** Opening PROVIDED MATERIAL block **

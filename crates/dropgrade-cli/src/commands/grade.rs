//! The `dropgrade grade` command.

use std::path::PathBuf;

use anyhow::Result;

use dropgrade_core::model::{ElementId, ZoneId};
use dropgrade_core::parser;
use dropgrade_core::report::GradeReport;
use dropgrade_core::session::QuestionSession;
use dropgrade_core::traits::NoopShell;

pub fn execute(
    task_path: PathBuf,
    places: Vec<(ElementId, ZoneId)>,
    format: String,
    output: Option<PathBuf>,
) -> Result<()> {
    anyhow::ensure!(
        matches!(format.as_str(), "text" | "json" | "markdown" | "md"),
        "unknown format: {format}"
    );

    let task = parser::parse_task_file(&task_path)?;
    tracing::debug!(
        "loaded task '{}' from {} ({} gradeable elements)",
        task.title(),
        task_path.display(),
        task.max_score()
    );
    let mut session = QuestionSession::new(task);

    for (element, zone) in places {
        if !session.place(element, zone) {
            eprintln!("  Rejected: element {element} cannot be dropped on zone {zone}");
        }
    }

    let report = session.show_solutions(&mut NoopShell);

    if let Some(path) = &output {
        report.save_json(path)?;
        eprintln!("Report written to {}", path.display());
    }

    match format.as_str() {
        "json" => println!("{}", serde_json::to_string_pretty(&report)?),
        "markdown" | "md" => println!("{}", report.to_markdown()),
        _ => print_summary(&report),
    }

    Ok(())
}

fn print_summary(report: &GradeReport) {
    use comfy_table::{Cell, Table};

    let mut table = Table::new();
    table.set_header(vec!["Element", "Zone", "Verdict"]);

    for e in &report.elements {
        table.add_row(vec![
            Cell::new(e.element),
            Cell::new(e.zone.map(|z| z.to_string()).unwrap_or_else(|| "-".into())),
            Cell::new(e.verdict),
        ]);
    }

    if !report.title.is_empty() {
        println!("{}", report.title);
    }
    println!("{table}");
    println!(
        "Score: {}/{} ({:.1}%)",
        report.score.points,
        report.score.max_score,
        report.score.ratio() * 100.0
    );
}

** Closing PROVIDED MATERIAL block **

:: WHAT YOU NEED TO DO ::
Exactly and without omission, set down every entry.

:: SOLVED EXERCISE ::
filename crates/dropgrade-cli/src/commands/grade.rs
//! The `dropgrade grade` command.

use std::path::PathBuf;

use anyhow::Result;

use dropgrade_core::model::{ElementId, ZoneId};
use dropgrade_core::parser;
use dropgrade_core::report::GradeReport;
use dropgrade_core::session::QuestionSession;
use dropgrade_core::traits::NoopShell;

pub fn execute(
    task_path: PathBuf,
    places: Vec<(ElementId, ZoneId)>,
    format: String,
    output: Option<PathBuf>,
) -> Result<()> {
    anyhow::ensure!(
        matches!(format.as_str(), "text" | "json" | "markdown" | "md"),
        "unknown format: {format}"
    );

    let task = parser::parse_task_file(&task_path)?;
    tracing::debug!(
        "loaded task '{}' from {} ({} gradeable elements)",
        task.title(),
        task_path.display(),
        task.max_score()
    );
    let mut session = QuestionSession::new(task);

    for (element, zone) in places {
        if !session.place(element, zone) {
            eprintln!("  Rejected: element {element} cannot be dropped on zone {zone}");
        }
    }

    let report = session.show_solutions(&mut NoopShell);

    if let Some(path) = &output {
        report.save_json(path)?;
        eprintln!("Report written to {}", path.display());
    }

    match format.as_str() {
        "json" => println!("{}", serde_json::to_string_pretty(&report)?),
        "markdown" | "md" => println!("{}", report.to_markdown()),
        _ => print_summary(&report),
    }

    Ok(())
}

fn print_summary(report: &GradeReport) {
    use comfy_table::{Cell, Table};

    let mut table = Table::new();
    table.set_header(vec!["Element", "Zone", "Verdict"]);

    for e in &report.elements {
        table.add_row(vec![
            Cell::new(e.element),
            Cell::new(e.zone.map(|z| z.to_string()).unwrap_or_else(|| "-".into())),
            Cell::new(e.verdict),
        ]);
    }

    if !report.title.is_empty() {
        println!("{}", report.title);
    }
    println!("{table}");
    println!(
        "Score: {}/{} ({:.1}%)",
        report.score.points,
        report.score.max_score,
        report.score.ratio() * 100.0
    );
}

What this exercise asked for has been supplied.